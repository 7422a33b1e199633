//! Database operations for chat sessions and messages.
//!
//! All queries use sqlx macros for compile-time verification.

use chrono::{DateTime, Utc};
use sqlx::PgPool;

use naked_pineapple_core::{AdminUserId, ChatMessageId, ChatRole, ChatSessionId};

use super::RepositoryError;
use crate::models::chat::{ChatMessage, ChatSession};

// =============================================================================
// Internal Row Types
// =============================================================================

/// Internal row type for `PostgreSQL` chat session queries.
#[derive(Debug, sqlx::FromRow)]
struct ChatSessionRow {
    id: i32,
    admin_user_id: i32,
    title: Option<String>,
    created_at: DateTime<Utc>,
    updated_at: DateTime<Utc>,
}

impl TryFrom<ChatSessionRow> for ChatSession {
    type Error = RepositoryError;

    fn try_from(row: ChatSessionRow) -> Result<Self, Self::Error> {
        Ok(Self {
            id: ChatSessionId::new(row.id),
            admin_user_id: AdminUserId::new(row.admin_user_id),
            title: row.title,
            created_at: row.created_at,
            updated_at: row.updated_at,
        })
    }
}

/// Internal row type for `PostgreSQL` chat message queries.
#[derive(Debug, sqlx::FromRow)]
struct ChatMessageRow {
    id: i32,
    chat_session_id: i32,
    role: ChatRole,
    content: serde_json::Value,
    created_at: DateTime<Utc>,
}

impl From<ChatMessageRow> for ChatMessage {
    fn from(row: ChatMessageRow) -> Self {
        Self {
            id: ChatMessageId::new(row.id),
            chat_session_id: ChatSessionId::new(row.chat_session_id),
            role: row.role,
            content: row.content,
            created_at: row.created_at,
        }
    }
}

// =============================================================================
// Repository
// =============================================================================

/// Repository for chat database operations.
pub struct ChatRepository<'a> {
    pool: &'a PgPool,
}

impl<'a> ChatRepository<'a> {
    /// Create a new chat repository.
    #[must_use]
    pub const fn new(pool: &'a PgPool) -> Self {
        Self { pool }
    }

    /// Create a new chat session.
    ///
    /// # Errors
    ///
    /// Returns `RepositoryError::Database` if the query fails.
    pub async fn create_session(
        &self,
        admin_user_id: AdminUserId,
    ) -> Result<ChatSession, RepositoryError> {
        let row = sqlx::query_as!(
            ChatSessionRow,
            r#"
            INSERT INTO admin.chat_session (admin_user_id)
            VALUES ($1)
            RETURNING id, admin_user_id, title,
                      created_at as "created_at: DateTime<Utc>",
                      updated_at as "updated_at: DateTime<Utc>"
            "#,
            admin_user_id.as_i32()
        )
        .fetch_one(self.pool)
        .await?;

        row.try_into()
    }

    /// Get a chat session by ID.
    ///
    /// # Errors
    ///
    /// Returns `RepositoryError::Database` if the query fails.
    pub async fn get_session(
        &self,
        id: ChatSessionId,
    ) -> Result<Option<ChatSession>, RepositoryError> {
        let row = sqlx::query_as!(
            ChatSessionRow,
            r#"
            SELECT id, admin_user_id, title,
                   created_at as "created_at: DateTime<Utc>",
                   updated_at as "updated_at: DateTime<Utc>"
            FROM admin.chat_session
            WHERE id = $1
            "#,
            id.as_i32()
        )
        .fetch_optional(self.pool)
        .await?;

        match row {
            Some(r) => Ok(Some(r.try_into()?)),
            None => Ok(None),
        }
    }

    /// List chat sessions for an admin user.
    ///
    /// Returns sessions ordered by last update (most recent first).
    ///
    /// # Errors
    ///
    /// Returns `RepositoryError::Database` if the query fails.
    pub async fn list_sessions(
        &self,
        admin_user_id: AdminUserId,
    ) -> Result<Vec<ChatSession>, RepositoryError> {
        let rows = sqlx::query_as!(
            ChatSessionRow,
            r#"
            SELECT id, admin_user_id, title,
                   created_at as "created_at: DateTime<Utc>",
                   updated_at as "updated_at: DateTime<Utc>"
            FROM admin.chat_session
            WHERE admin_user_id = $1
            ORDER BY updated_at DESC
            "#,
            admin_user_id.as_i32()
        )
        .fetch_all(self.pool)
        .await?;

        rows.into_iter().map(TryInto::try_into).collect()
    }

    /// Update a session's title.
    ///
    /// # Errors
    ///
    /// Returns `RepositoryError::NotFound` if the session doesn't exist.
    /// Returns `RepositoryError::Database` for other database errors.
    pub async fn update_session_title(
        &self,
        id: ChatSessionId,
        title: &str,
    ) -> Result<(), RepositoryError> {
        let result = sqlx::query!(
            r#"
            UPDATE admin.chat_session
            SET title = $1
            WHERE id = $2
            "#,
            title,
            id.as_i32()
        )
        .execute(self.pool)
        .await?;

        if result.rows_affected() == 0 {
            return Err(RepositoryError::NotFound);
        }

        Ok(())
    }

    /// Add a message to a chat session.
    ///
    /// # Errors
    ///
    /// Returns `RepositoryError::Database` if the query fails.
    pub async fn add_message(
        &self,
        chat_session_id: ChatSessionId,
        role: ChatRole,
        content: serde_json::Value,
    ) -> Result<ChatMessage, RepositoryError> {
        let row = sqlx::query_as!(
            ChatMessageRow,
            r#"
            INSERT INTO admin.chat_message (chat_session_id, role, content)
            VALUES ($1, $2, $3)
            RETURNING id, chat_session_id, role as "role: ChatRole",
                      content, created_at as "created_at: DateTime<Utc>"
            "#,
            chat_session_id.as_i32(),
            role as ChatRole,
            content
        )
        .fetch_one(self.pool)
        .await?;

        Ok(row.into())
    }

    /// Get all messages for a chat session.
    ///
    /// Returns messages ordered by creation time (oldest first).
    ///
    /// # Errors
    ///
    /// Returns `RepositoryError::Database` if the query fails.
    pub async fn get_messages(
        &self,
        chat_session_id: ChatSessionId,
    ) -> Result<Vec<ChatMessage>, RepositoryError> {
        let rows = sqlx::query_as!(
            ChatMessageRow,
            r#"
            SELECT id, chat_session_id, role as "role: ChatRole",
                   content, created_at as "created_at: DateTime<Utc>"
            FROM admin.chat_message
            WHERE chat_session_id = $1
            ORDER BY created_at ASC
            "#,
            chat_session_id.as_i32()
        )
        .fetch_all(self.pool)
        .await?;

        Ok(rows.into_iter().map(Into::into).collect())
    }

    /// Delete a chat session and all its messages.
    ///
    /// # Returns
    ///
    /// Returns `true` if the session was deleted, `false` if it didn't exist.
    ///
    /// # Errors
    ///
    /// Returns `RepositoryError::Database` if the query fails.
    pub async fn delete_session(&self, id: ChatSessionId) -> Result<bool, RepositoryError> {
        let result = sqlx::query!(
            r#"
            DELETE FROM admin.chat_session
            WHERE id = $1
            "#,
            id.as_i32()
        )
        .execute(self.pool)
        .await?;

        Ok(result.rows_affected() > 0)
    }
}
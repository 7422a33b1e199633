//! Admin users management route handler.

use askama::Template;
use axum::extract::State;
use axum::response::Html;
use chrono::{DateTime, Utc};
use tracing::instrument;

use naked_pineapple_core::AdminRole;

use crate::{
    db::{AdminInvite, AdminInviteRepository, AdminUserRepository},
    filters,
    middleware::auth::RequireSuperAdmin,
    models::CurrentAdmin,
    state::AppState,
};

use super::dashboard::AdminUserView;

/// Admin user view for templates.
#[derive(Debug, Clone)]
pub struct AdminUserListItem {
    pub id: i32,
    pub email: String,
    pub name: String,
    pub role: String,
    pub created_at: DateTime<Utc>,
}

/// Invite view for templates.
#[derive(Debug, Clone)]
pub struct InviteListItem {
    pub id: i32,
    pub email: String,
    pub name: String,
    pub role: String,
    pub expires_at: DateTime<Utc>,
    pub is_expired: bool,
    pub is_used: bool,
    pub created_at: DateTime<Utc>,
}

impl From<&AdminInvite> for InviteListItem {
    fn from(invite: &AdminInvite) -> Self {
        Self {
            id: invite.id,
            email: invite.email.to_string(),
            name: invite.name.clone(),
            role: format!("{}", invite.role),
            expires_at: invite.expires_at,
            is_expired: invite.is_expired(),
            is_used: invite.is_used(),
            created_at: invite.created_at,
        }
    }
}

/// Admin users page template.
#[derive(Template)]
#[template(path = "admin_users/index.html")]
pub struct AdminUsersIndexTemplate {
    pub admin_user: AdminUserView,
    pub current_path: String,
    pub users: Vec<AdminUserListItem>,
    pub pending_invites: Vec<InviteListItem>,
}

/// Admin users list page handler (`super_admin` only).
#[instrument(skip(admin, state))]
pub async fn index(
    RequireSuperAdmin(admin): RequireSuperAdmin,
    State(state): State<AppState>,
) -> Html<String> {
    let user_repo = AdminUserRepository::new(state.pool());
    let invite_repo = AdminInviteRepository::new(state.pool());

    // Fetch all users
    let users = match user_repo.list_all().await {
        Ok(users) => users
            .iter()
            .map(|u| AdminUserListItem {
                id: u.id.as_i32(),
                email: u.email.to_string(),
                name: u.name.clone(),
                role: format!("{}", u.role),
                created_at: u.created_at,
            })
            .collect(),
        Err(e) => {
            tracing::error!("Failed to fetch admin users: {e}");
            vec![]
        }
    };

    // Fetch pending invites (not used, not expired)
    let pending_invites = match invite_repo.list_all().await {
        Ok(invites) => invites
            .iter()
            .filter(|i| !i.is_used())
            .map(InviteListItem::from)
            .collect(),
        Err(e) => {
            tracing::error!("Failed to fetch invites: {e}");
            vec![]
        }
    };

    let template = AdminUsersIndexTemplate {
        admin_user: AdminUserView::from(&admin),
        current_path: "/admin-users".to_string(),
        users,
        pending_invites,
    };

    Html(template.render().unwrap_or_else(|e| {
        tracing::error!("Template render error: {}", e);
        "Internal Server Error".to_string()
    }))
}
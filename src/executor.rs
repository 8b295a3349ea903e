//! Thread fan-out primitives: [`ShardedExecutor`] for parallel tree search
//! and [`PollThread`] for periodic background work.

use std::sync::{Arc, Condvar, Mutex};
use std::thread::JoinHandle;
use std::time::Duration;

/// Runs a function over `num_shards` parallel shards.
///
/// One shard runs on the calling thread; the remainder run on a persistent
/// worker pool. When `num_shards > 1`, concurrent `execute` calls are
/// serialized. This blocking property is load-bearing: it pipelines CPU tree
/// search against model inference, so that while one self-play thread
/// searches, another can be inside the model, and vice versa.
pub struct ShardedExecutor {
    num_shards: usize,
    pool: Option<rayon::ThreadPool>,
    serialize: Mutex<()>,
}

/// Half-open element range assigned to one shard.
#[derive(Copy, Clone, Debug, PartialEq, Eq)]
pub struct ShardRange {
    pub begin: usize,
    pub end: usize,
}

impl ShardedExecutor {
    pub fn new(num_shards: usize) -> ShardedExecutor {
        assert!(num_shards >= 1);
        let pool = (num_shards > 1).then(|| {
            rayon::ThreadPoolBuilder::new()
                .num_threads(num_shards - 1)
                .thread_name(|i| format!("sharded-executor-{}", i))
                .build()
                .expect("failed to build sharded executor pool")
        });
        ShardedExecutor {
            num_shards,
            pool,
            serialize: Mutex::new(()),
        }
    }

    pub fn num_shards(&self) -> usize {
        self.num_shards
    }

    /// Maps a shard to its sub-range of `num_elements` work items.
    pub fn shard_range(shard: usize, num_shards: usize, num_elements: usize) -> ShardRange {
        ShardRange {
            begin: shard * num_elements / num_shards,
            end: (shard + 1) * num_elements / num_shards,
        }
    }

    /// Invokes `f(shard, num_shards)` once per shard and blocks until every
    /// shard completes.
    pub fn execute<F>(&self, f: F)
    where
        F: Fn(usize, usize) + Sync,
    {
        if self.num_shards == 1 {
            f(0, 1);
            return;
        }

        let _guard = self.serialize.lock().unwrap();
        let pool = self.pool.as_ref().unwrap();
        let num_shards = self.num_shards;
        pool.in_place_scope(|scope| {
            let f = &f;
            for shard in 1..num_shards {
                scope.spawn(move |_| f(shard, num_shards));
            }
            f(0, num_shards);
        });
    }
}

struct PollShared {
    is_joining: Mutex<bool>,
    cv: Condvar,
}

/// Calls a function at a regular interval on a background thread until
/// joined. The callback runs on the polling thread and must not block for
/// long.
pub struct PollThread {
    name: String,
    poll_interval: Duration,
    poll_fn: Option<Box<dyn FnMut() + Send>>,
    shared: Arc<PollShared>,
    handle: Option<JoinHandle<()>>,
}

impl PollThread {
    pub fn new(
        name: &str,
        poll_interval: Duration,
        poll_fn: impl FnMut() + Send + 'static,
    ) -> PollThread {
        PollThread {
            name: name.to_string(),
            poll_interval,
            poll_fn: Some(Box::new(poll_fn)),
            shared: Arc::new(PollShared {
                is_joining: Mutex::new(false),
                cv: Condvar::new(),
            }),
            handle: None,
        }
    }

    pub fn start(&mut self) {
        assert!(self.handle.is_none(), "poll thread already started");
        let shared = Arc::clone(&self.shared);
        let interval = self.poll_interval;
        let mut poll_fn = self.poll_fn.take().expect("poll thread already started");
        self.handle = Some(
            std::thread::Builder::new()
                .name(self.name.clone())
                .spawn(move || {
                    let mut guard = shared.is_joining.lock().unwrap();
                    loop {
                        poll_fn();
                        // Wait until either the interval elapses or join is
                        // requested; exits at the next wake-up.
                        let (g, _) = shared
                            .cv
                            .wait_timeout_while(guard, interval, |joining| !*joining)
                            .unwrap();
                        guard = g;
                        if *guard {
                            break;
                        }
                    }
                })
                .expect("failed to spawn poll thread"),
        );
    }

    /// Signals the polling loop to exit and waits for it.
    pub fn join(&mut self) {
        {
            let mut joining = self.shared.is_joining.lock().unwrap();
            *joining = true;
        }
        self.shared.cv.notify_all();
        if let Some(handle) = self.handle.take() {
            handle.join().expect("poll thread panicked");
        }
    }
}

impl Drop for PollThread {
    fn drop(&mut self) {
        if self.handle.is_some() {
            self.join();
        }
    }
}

────────────────────

- DIRECTIONS FOR THIS TASK:
A complete answer gives every line of the records holding "Mutex".

- RESPONSE TO THIS EXERCISE:
use std::sync::{Arc, Condvar, Mutex};
    serialize: Mutex<()>,
            serialize: Mutex::new(()),
    is_joining: Mutex<bool>,
                is_joining: Mutex::new(false),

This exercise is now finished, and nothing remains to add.